WHEREAS the parties entered into a Participation and Operating Agreement dated April 15, 2011 (the “Agreement”) whereby the Farmors agreed to grant Passport a Working Interest in the Joint Lands;
AND WHEREAS Eternal, as the Operator, drilled the Test Well on the Joint Lands and Passport earned a 25% Working Interest in and to the Test Well pursuant to the terms and conditions of the Agreement;
AND WHEREAS Eternal, as the Operator, gave notice of its intention to drill the Option Well on the Option Lands;
AND WHEREAS Passport has acknowledged receipt of Eternal’s notice to drill the Option Well and has now elected to participate in the drilling of the Option Well, subject to the amendments to the allocation of the Completion Costs and Working Interests of the Parties, and such other amendments to the Agreement as hereby agreed by the Parties, all as further set forth in this Amendment;
NOW THEREFORE, in consideration of the mutual covenants and agreements hereinafter set forth and other good and valuable consideration, the receipt and adequacy of which is hereby acknowledged by the Parties, the Parties hereby agree as follows:
Article 1
amendments
From and after the Effective Date, the Parties agree and acknowledge that the Agreement is hereby amended as follows:
1.1 | Amendments to the Definitions |
(a) | The definition of “AMI Interest” as set forth in Section 1.1(b) of the Agreement shall be deleted in its entirety and replaced with the following: |
“AMI Interest” means the following ownership percentages of each of the Parties granted in respect of the AMI Lands pursuant to Article 7 of this Agreement:
(i) | with respect to Passport, a 15% interest ; |
(ii) | with respect to Eternal, 42.5% interest; and |
(iii) | with respect to American Eagle, 42.5% interest;”. |
(b) | The definition of “Option Well” as set forth in Section 1.1(s) of the Agreement shall be amended to mean the Hardy 3D14-17-3A3-17-4-21 Well. |
1.2 | Amendments to the Schedules |
Schedule “A” of the Agreement shall be deleted in its entirety and replaced with Schedule “A” attached and incorporated into to this Amendment, which Schedule “A” shall replace and supersede the version of Schedule “A” attached to the Agreement.
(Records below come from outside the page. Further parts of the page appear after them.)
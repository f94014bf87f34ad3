//! Shared test utilities for integration and E2E tests.
//!
//! This module provides a workspace fixture holding descriptors and a local
//! artifact repository, plus counting collaborators to observe the engine.
//!
//! ## Usage
//!
//! Add `mod common;` to your test file, then use the helpers:
//!
//! ```rust,ignore
//! mod common;
//! use common::prelude::*;
//!
//! #[test]
//! fn test_example() {
//!     let workspace = Workspace::new();
//!     workspace.publish("com.x", "frag", "1.0", "artifactId: frag\n");
//!     let app = workspace.descriptor("app", "artifactId: app\n");
//!     // ... test code
//! }
//! ```

#![allow(dead_code)]

use std::path::{Path, PathBuf};
use std::sync::atomic::{AtomicUsize, Ordering};
use std::sync::{Arc, Mutex};
use std::time::Duration;

use assert_fs::prelude::*;
use assert_fs::TempDir;

use maven_compose::builder::{BuildRequest, DescriptorBuilder, InheritanceBuilder};
use maven_compose::config::ComposeConfig;
use maven_compose::coordinate::Coordinate;
use maven_compose::descriptor::BuildDescriptor;
use maven_compose::error::Result;
use maven_compose::phases::orchestrator::CompositeBuilder;
use maven_compose::repository::{
    ArtifactRepository, DefaultDescriptorLocator, DescriptorLocator, DescriptorReader, LocalRepository,
    YamlDescriptorReader,
};

/// Re-export commonly used test dependencies for convenience.
#[allow(unused_imports)]
pub mod prelude {
    pub use assert_cmd::cargo::cargo_bin_cmd;
    pub use assert_fs::prelude::*;
    pub use predicates::prelude::*;

    pub use super::descriptors;
    pub use super::{build, BuildLog, CountingBuilder, CountingRepository, SlowBuilder, Workspace};
}

/// Common descriptor YAML snippets for testing.
pub mod descriptors {
    /// Fragment contributing properties, dependencies and a plugin.
    pub const FRAG_A: &str = r#"
groupId: com.x
artifactId: frag-a
version: "1.0"
packaging: pom
name: Fragment A
url: https://example.com/frag-a
properties:
  encoding: UTF-8
  java.version: "11"
dependencies:
  - { groupId: org.slf4j, artifactId: slf4j-api, version: "1.7.36" }
build:
  plugins:
    - artifactId: maven-compiler-plugin
      version: "3.11.0"
      configuration: { release: "11" }
"#;

    /// Fragment overlapping `FRAG_A` on several fields.
    pub const FRAG_B: &str = r#"
groupId: com.x
artifactId: frag-b
version: "2.0"
packaging: pom
name: Fragment B
description: Shared test setup
properties:
  java.version: "17"
  junit.version: "5.10.0"
dependencies:
  - { groupId: org.slf4j, artifactId: slf4j-api, version: "2.0.9" }
  - { groupId: org.junit.jupiter, artifactId: junit-jupiter, version: "5.10.0", scope: test }
build:
  plugins:
    - artifactId: maven-compiler-plugin
      version: "3.13.0"
      configuration: { release: "17", parameters: "true" }
    - artifactId: maven-surefire-plugin
      version: "3.2.5"
"#;

    /// Requesting descriptor declaring both fragments.
    pub const APP: &str = r#"
groupId: com.x
artifactId: app
version: "1.0"
packaging: jar
properties:
  maven-compose.a: com.x:frag-a:1.0
  maven-compose.b: com.x:frag-b:2.0
"#;
}

/// A temporary workspace with descriptors and an artifact repository.
pub struct Workspace {
    pub temp: TempDir,
}

impl Workspace {
    pub fn new() -> Self {
        Self {
            temp: TempDir::new().unwrap(),
        }
    }

    pub fn path(&self) -> &Path {
        self.temp.path()
    }

    /// Root of the artifact repository
    pub fn repository_root(&self) -> PathBuf {
        self.temp.path().join("repository")
    }

    pub fn repository(&self) -> LocalRepository {
        LocalRepository::new(self.repository_root())
    }

    /// Write `<dir>/pom.yaml` and return its path
    pub fn descriptor(&self, dir: &str, yaml: &str) -> PathBuf {
        let child = self.temp.child(dir).child("pom.yaml");
        child.write_str(yaml).unwrap();
        child.path().to_path_buf()
    }

    /// Install a fragment descriptor in the artifact repository
    pub fn publish(&self, group_id: &str, artifact_id: &str, version: &str, yaml: &str) -> PathBuf {
        let path = self
            .repository()
            .artifact_path(&Coordinate::new(group_id, artifact_id, version));
        std::fs::create_dir_all(path.parent().unwrap()).unwrap();
        std::fs::write(&path, yaml).unwrap();
        path
    }

    /// Configuration pointing at this workspace's repository
    pub fn config(&self) -> ComposeConfig {
        ComposeConfig {
            repository: Some(self.repository_root()),
            ..ComposeConfig::default()
        }
    }

    /// Engine over the reference collaborators
    pub fn engine(&self) -> CompositeBuilder {
        CompositeBuilder::from_config(self.config())
    }

    /// Engine whose wrapped builder sleeps for `delay` before every build
    pub fn slow_engine(&self, delay: Duration) -> CompositeBuilder {
        let reader: Arc<dyn DescriptorReader> = Arc::new(YamlDescriptorReader);
        let locator: Arc<dyn DescriptorLocator> = Arc::new(DefaultDescriptorLocator::default());
        let repository: Arc<dyn ArtifactRepository> = Arc::new(self.repository());
        let inner = InheritanceBuilder::new(Arc::clone(&reader), Arc::clone(&locator), Arc::clone(&repository));

        CompositeBuilder::new(
            Box::new(SlowBuilder::new(Box::new(inner), delay)),
            repository,
            locator,
            reader,
            self.config(),
        )
    }

    /// Engine whose fragment resolutions and wrapped builds are counted
    pub fn counting_engine(&self, config: ComposeConfig) -> (CompositeBuilder, Arc<CountingRepository>, Arc<BuildLog>) {
        let reader: Arc<dyn DescriptorReader> = Arc::new(YamlDescriptorReader);
        let locator: Arc<dyn DescriptorLocator> = Arc::new(DefaultDescriptorLocator::default());
        let inner = InheritanceBuilder::new(
            Arc::clone(&reader),
            Arc::clone(&locator),
            Arc::new(self.repository()),
        );
        let (inner, log) = CountingBuilder::new(Box::new(inner));
        let repository = Arc::new(CountingRepository::new(self.repository()));

        let engine = CompositeBuilder::new(
            Box::new(inner),
            Arc::clone(&repository) as Arc<dyn ArtifactRepository>,
            locator,
            reader,
            config,
        );
        (engine, repository, log)
    }
}

/// Build `path` with `engine`
pub fn build(engine: &CompositeBuilder, path: &Path) -> Result<BuildDescriptor> {
    engine.build(&BuildRequest::for_file(path))
}

/// Repository wrapper counting `resolve` calls.
pub struct CountingRepository {
    inner: LocalRepository,
    calls: AtomicUsize,
}

impl CountingRepository {
    pub fn new(inner: LocalRepository) -> Self {
        Self {
            inner,
            calls: AtomicUsize::new(0),
        }
    }

    pub fn calls(&self) -> usize {
        self.calls.load(Ordering::SeqCst)
    }
}

impl ArtifactRepository for CountingRepository {
    fn resolve(&self, coordinate: &Coordinate) -> Result<PathBuf> {
        self.calls.fetch_add(1, Ordering::SeqCst);
        self.inner.resolve(coordinate)
    }
}

/// Paths of every descriptor built through a [`CountingBuilder`].
#[derive(Default)]
pub struct BuildLog {
    builds: Mutex<Vec<PathBuf>>,
}

impl BuildLog {
    /// Number of builds of files whose path contains `needle`
    pub fn builds_of(&self, needle: &str) -> usize {
        self.builds
            .lock()
            .unwrap()
            .iter()
            .filter(|path| path.to_string_lossy().contains(needle))
            .count()
    }
}

/// Builder wrapper recording every build in a shared [`BuildLog`].
pub struct CountingBuilder {
    inner: Box<dyn DescriptorBuilder>,
    log: Arc<BuildLog>,
}

impl CountingBuilder {
    pub fn new(inner: Box<dyn DescriptorBuilder>) -> (Self, Arc<BuildLog>) {
        let log = Arc::new(BuildLog::default());
        (
            Self {
                inner,
                log: Arc::clone(&log),
            },
            log,
        )
    }
}

impl DescriptorBuilder for CountingBuilder {
    fn build(&self, request: &BuildRequest) -> Result<BuildDescriptor> {
        self.log
            .builds
            .lock()
            .unwrap()
            .push(request.location().to_path_buf());
        self.inner.build(request)
    }
}

/// Builder wrapper delaying every build, to keep parallel builds overlapping.
pub struct SlowBuilder {
    inner: Box<dyn DescriptorBuilder>,
    delay: Duration,
}

impl SlowBuilder {
    pub fn new(inner: Box<dyn DescriptorBuilder>, delay: Duration) -> Self {
        Self { inner, delay }
    }
}

impl DescriptorBuilder for SlowBuilder {
    fn build(&self, request: &BuildRequest) -> Result<BuildDescriptor> {
        std::thread::sleep(self.delay);
        self.inner.build(request)
    }
}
1.3 | Amendments to the Costs of the Option Well |
Section 4.4(a) of the Agreement is deleted in its entirety and replaced with the following:
“4.4 Costs of Option Well
(a) In the event that Passport has elected to participate in the Option Well pursuant to Section 4.1(a), Passport shall pay Eternal 23.1% of the Estimated Drilling Costs to be incurred by Eternal with respect to the Option Well on or before January 27, 2012. Thereafter, on or before that day which is 20 days after the date on which Passport receives from Eternal the summary of the actual Completion Costs incurred by Eternal with respect to the Test Well,
(i) Passport shall promptly pay to Eternal 23.1% of the difference between the Completion Costs and the Estimated Drilling Costs for the Option Well, if the Completion Costs exceed the Estimated Drilling Costs; or
2 |
(ii) Eternal shall promptly reimburse Passport 23.1% of the difference between the Estimated Drilling Costs and the Completion Costs for the Option Well, if the Completion Costs are less than the Estimated Drilling Costs.”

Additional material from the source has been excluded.